Few in history can have achieved so much in a negative sense in so short a time. Instead of gloatingly cresting the wave of success after securing British Labour a resounding, decisive victory in July 2024, Sir Keir Starmer is schooling us in precipitous decline. John Gray, that most erratic, protean of prophets, was already suggesting last year that the prime minister and his party were overseeing less “the rise of an all-powerful machine” than “another chapter in the story of Britain’s failing state.” Not a week goes by without some sniping at the dull technocrat’s limp performances from unnamed insiders or nipping from the party hacks. And let’s not forget the parasitic media stable, always willing to magnify matters in the factory of perceptions.
In fact, media magnification has done wonders to wither and sunder Starmer’s appeal, which, in the scheme of things, wasn’t grand to begin with.

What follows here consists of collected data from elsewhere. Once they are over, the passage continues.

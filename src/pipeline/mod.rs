//! End-to-end analytics run
//!
//! # Stages
//!
//! ```text
//! AnalyticsPipeline::run
//!     ├── read_sales_lines      (fatal on a missing or unreadable file)
//!     ├── process_lines         (parse, validate, filter; fatal when empty)
//!     ├── SalesAnalytics        (every aggregate view; fatal on overflowing totals)
//!     ├── CatalogSource         (best effort, empty on failure)
//!     ├── enrich_transactions
//!     └── outputs               (each write reported, none fatal)
//! ```

use crate::catalog::CatalogSource;
use crate::core::aggregator::{AggregationOptions, SalesAnalytics, DEFAULT_TOP_N};
use crate::core::enricher::{enrich_transactions, EnrichmentStats};
use crate::core::parser::parse_transactions;
use crate::core::validator::{
    validate_and_filter, FilterOptions, FilterOutcome, FilterSummary, TransactionFilter,
};
use crate::io::{read_sales_lines, write_enriched_export, write_json, write_text, OutputStatus};
use crate::report::{render_report, AnalyticsSummary, ReportOptions};
use crate::types::{AnalyticsError, EnrichedTransaction, ProductLookup, Transaction};
use chrono::{Local, NaiveDateTime};
use tracing::{info, warn};

pub mod config;

pub use config::PipelineConfig;

/// Parse raw lines, then validate and filter the parsed transactions
///
/// # Errors
///
/// * `NoParsedTransactions` when no line parses
/// * `NoValidTransactions` when nothing survives validation and filters
pub fn process_lines<S: AsRef<str>>(
    lines: &[S],
    filter: &TransactionFilter,
) -> Result<FilterOutcome, AnalyticsError> {
    let parsed = parse_transactions(lines);
    if parsed.is_empty() {
        return Err(AnalyticsError::NoParsedTransactions {
            total_lines: lines.len(),
        });
    }
    info!(
        "Parsed {} of {} lines ({} dropped)",
        parsed.len(),
        lines.len(),
        lines.len() - parsed.len()
    );

    let options = FilterOptions::from_transactions(&parsed);
    info!(
        regions = %options.regions.join(", "),
        min_amount = ?options.min_amount,
        max_amount = ?options.max_amount,
        "Filter options available"
    );

    let outcome = validate_and_filter(&parsed, filter);
    let summary = &outcome.summary;
    if outcome.transactions.is_empty() {
        return Err(AnalyticsError::NoValidTransactions {
            total_input: summary.total_input,
            invalid: summary.invalid,
        });
    }
    info!(
        valid = summary.valid,
        invalid = summary.invalid,
        final_count = summary.final_count,
        "Validation complete"
    );

    Ok(outcome)
}

/// Result of a completed run
#[derive(Debug, Clone, PartialEq)]
pub struct PipelineOutcome {
    pub summary: FilterSummary,
    pub analytics: SalesAnalytics,
    pub enrichment: EnrichmentStats,
    /// One entry per output file, in write order
    pub outputs: Vec<OutputStatus>,
}

impl PipelineOutcome {
    pub fn all_written(&self) -> bool {
        self.outputs.iter().all(|o| o.written)
    }
}

/// Runs the whole analysis for one configuration
#[derive(Debug, Clone)]
pub struct AnalyticsPipeline {
    config: PipelineConfig,
}

impl AnalyticsPipeline {
    pub fn new(config: PipelineConfig) -> Self {
        Self { config }
    }

    pub fn config(&self) -> &PipelineConfig {
        &self.config
    }

    fn aggregation_options(&self) -> AggregationOptions {
        AggregationOptions {
            top_n: DEFAULT_TOP_N,
            low_performer_threshold: self.config.low_performer_threshold,
        }
    }

    /// Run with the current local time as the report timestamp
    pub async fn run<C: CatalogSource>(
        &self,
        catalog: &C,
    ) -> Result<PipelineOutcome, AnalyticsError> {
        self.run_at(catalog, Local::now().naive_local()).await
    }

    /// Run with a fixed report timestamp
    pub async fn run_at<C: CatalogSource>(
        &self,
        catalog: &C,
        generated_at: NaiveDateTime,
    ) -> Result<PipelineOutcome, AnalyticsError> {
        let lines = read_sales_lines(&self.config.input_file)?;
        let FilterOutcome { transactions, summary } = process_lines(&lines, &self.config.filter)?;

        let analytics = SalesAnalytics::try_compute(&transactions, &self.aggregation_options())?;
        info!("Analysis complete");

        let products = catalog.fetch_products().await;
        let lookup = ProductLookup::from_products(&products);
        if lookup.is_empty() {
            warn!("No catalog products available, every transaction will be unmatched");
        }

        let enriched = enrich_transactions(&transactions, &lookup);
        let enrichment = EnrichmentStats::from_enriched(&enriched);
        info!(
            "Enriched {}/{} transactions ({}%)",
            enrichment.matched,
            enrichment.total,
            enrichment.success_rate.round_dp(1)
        );

        let outputs = self.write_outputs(
            &transactions,
            &enriched,
            &summary,
            &analytics,
            &enrichment,
            generated_at,
        );

        Ok(PipelineOutcome {
            summary,
            analytics,
            enrichment,
            outputs,
        })
    }

    fn write_outputs(
        &self,
        transactions: &[Transaction],
        enriched: &[EnrichedTransaction],
        summary: &FilterSummary,
        analytics: &SalesAnalytics,
        enrichment: &EnrichmentStats,
        generated_at: NaiveDateTime,
    ) -> Vec<OutputStatus> {
        let config = &self.config;
        let mut outputs = Vec::with_capacity(5);

        let path = &config.enriched_file;
        outputs.push(OutputStatus::from_result(path, write_enriched_export(path, enriched)));

        let path = config.output_path(config::PARSED_JSON);
        outputs.push(OutputStatus::from_result(&path, write_json(&path, transactions)));

        let path = config.output_path(config::ENRICHED_JSON);
        outputs.push(OutputStatus::from_result(&path, write_json(&path, enriched)));

        let report = render_report(
            transactions,
            Some(enriched),
            &ReportOptions {
                generated_at,
                low_performer_threshold: config.low_performer_threshold,
            },
        );
        let path = config.output_path(config::REPORT_TEXT);
        outputs.push(OutputStatus::from_result(&path, write_text(&path, &report)));

        let timestamp = generated_at.format("%Y-%m-%dT%H:%M:%S%.6f").to_string();
        let document = AnalyticsSummary::build(summary, analytics, enrichment, timestamp);
        let path = config.output_path(config::ANALYTICS_JSON);
        outputs.push(OutputStatus::from_result(&path, write_json(&path, &document)));

        outputs
    }
}

#[cfg(test)]
mod tests {
    use super::*;
    use crate::catalog::{Catalog, FileCatalog};
    use crate::core::validator::AmountRange;
    use chrono::NaiveDate;
    use rust_decimal::Decimal;
    use std::fs;
    use std::path::Path;

    const SALES: &str = "\
TransactionID|Date|ProductID|ProductName|Quantity|UnitPrice|CustomerID|Region
T001|2024-01-05|P101|Widget|10|25.50|C001|North
T002|2024-01-05|P102|Gadget|2|10.00|C002|South
T003|2024-01-06|P103|Gizmo|1|500.00|C003|North
T004|2024-01-04|P102|Gadget|4|10.00|C001|East
T005|2024-01-06|P101|Widget|5|25.50|C002|South
X006|2024-01-06|P101|Widget|5|25.50|C002|South
T007|2024-01-06|P101|Widget|five|25.50|C002|South
";

    const CATALOG: &str = r#"{"products":[{"id":101,"title":"Widget Pro","category":"tools","brand":"Acme","price":25.5,"rating":4.2}]}"#;

    fn generated_at() -> NaiveDateTime {
        NaiveDate::from_ymd_opt(2024, 2, 1)
            .unwrap()
            .and_hms_opt(9, 30, 0)
            .unwrap()
    }

    fn setup(dir: &Path, filter: TransactionFilter) -> (AnalyticsPipeline, FileCatalog) {
        let input = dir.join("sales_data.txt");
        fs::write(&input, SALES).unwrap();
        let catalog = dir.join("catalog.json");
        fs::write(&catalog, CATALOG).unwrap();

        let config =
            PipelineConfig::new(input, dir.join("output"), dir.join("enriched.txt"), filter, 10);
        (AnalyticsPipeline::new(config), FileCatalog::new(catalog))
    }

    #[test]
    fn test_process_lines_counts() {
        let lines = vec![
            "T001|2024-01-05|P101|Widget|10|25.50|C001|North",
            "X002|2024-01-05|P102|Gadget|2|10.00|C002|South",
            "bad line",
        ];
        let outcome = process_lines(&lines, &TransactionFilter::none()).unwrap();

        assert_eq!(outcome.summary.total_input, 2);
        assert_eq!(outcome.summary.invalid, 1);
        assert_eq!(outcome.transactions.len(), 1);
    }

    #[test]
    fn test_process_lines_nothing_parsed() {
        let lines = vec!["bad line", "T1|too|few"];
        assert_eq!(
            process_lines(&lines, &TransactionFilter::none()),
            Err(AnalyticsError::NoParsedTransactions { total_lines: 2 })
        );
    }

    #[test]
    fn test_process_lines_nothing_valid() {
        let lines = vec!["X001|2024-01-05|P101|Widget|10|25.50|C001|North"];
        assert_eq!(
            process_lines(&lines, &TransactionFilter::none()),
            Err(AnalyticsError::NoValidTransactions {
                total_input: 1,
                invalid: 1
            })
        );
    }

    #[test]
    fn test_process_lines_filtered_to_nothing() {
        let lines = vec!["T001|2024-01-05|P101|Widget|10|25.50|C001|North"];
        let result = process_lines(&lines, &TransactionFilter::by_region("West"));
        assert!(matches!(result, Err(AnalyticsError::NoValidTransactions { .. })));
    }

    #[tokio::test]
    async fn test_run_writes_every_output() {
        let dir = tempfile::tempdir().unwrap();
        let (pipeline, catalog) = setup(dir.path(), TransactionFilter::none());

        let outcome = pipeline.run_at(&catalog, generated_at()).await.unwrap();

        assert_eq!(outcome.summary.total_input, 6);
        assert_eq!(outcome.summary.invalid, 1);
        assert_eq!(outcome.summary.final_count, 5);
        assert_eq!(outcome.enrichment.matched, 2);
        assert_eq!(outcome.outputs.len(), 5);
        assert!(outcome.all_written());
        for output in &outcome.outputs {
            assert!(output.path.exists(), "missing {}", output.path.display());
        }

        let report =
            fs::read_to_string(dir.path().join("output").join("sales_report.txt")).unwrap();
        assert!(report.contains("Generated: 2024-02-01 09:30:00"));
        assert!(report.contains("Successfully Enriched:       2"));
    }

    #[tokio::test]
    async fn test_run_applies_filters() {
        let dir = tempfile::tempdir().unwrap();
        let filter = TransactionFilter::by_region("North")
            .with_amount(AmountRange::new(Some(Decimal::new(300, 0)), None).unwrap());
        let (pipeline, catalog) = setup(dir.path(), filter);

        let outcome = pipeline.run_at(&catalog, generated_at()).await.unwrap();

        assert_eq!(outcome.summary.filtered_by_region, 3);
        assert_eq!(outcome.summary.filtered_by_amount, 1);
        assert_eq!(outcome.summary.final_count, 1);
        assert_eq!(outcome.enrichment.matched, 0);
    }

    #[tokio::test]
    async fn test_run_without_catalog_marks_all_unmatched() {
        let dir = tempfile::tempdir().unwrap();
        let (pipeline, _) = setup(dir.path(), TransactionFilter::none());

        let outcome = pipeline.run_at(&Catalog::Disabled, generated_at()).await.unwrap();

        assert_eq!(outcome.enrichment.total, 5);
        assert_eq!(outcome.enrichment.matched, 0);
        assert!(outcome.all_written());
    }

    #[tokio::test]
    async fn test_run_missing_input_is_fatal() {
        let dir = tempfile::tempdir().unwrap();
        let config = PipelineConfig {
            input_file: dir.path().join("absent.txt"),
            ..PipelineConfig::default()
        };

        let result = AnalyticsPipeline::new(config).run(&Catalog::Disabled).await;
        assert!(matches!(result, Err(AnalyticsError::FileNotFound { .. })));
    }

    #[tokio::test]
    async fn test_run_overflowing_totals_is_fatal() {
        let dir = tempfile::tempdir().unwrap();
        let input = dir.path().join("sales_data.txt");
        fs::write(
            &input,
            "\
TransactionID|Date|ProductID|ProductName|Quantity|UnitPrice|CustomerID|Region
T001|2024-01-05|P101|Widget|1|79228162514264337593543950335|C001|North
T002|2024-01-06|P102|Gadget|1|79228162514264337593543950335|C002|North
T003|2024-01-06|P103|Gizmo|9223372036854775807|79228162514264337593543950335|C003|North
",
        )
        .unwrap();
        let config = PipelineConfig {
            input_file: input,
            output_dir: dir.path().join("output"),
            enriched_file: dir.path().join("enriched.txt"),
            ..PipelineConfig::default()
        };

        let result = AnalyticsPipeline::new(config)
            .run_at(&Catalog::Disabled, generated_at())
            .await;

        assert!(matches!(result, Err(AnalyticsError::ArithmeticOverflow { .. })));
        assert!(!dir.path().join("enriched.txt").exists());
    }

    #[tokio::test]
    async fn test_run_reports_failed_output() {
        let dir = tempfile::tempdir().unwrap();
        let (pipeline, catalog) = setup(dir.path(), TransactionFilter::none());
        // Occupy the export path with a directory
        fs::create_dir_all(&pipeline.config().enriched_file).unwrap();

        let outcome = pipeline.run_at(&catalog, generated_at()).await.unwrap();

        assert!(!outcome.all_written());
        assert!(!outcome.outputs[0].written);
        assert!(outcome.outputs[1..].iter().all(|o| o.written));
    }
}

Take this reading of the situation from the BBC’s Laura Kuenssberg towards the end of last month. “In the last few days I’ve spoken to 30 people across government and the party – ministers, MPs, advisers – to try to work out, as the prime minister makes his way to Labour’s annual party conference in Liverpool, how much trouble is he really in?” In the tradition of true British journalism, not a single name is given of the 30. But they all have opinions they wish to air – anonymously.
One source takes issue with Starmer’s judgment on people, which “has proven to be flawed”, resulting in “endless staffing resets.” His judgment on policy is also flawed. He can’t communicate. He remains unpopular “in the public’s eyes” – whoever they are. Another “insider” offers his dollop of observation by suggesting the PM is “too like a chairman, not a chief executive”. A “senior party figure” damns Starmer for not thinking “like a leader”. One wonders how he has lasted so far.
Such talk has invariably encouraged talk about a leadership challenge to Mr Stiffness. The Mayor of Greater Manchester, Andy Burnham, has been as subtle as a sledgehammer on his own parliamentary ambitions. (Angela Raynor had been the media’s appointed potential challenger till her resignation as deputy prime minister and deputy party leader over a financial scandal.) Those wishing to fill column space on the theme of Starmer the Doomed also thought of another potential challenger: the new home secretary Shabana Mahmood.
Much concern centres on Starmer’s seeming inability to douse the unruly flames of nationalism sparked by Nigel Farage and his Reform UK Party. In keeping with trends on the European continent, Reform is surging like a current of indignation, threatening the dowdy political establishment with its often adventurous assessments on crime and immigration. In May, Farage was aglow with favourable results in a byelection, a mayoralty, and an electoral bag of 677 councillors from over 1,600 seats. On September 26, YouGov, using their multilevel regression and poststratification (MRP) model, released a projection showing that Reform would net 311 seats were an election to be held the next day, based on a sample of 13,000 voters. At the start of October, The Guardian’s poll tracker had Reform polling at 31%, with Labour languishing at 21%.
Certainly, such figures should be seen with alarm by the party psephologists, not only in Labour, but by the Conservatives, who seemingly risk being outranked as the major party of opposition. But British politics, so long caged by the First Past the Post system, has a tendency to extinguish challenging upstarts and contenders, leaving the less deserving establishment parties on the parliamentary benches. Little is mentioned in the commentary on this fact.
At the Liverpool party conference, commentary from The Guardian picked up on “the stony faces of cabinet ministers in the front show” as Starmer gave his speech that supposedly postponed his fate (again, more media magnification). On this occasion, his ailing fortunes had been given a tonic. He had delivered “a full-throated defence of progressive values as the antidote to Reform, with no more equivocation.” The paper rolled out the usual unnamed senior figures. “National renewal, patriotism, clear dividing lines between us and the left and the right, aimed directly at middle Britain,” came one assessment. A minister had noticed “an emotional connection” in a speech of scrappiness and defiance, “which is always good when your back’s to the wall.”
Starmer does have his defenders, but they have come from surprising company. There is Fraser Nelson, former editor of the conservative weekly, The Spectator, who has confronted Farage on spurious claims that Britain has become a lawless jungle festering in rising criminal statistics. Fraser insists on something that Farage and Reform UK are allergic to: cast iron evidence. The Crime Survey for England and Wales is a source illuminatingly suggesting that the number of crimes has fallen by four-fifths since 1995. Never mind, says Farage, it does not cover shoplifting, and many people don’t bother to report crime anyway. Unfortunately for Starmer, he has been put off his stroke when dealing with perceptions, which are being all too readily moulded and packaged in the assembly line of fear that is Reform UK. The Tories, while looking a rather sad, decrepit lot, are taking a pose they have adopted at stages before: biding their time and awaiting their opponents to fall.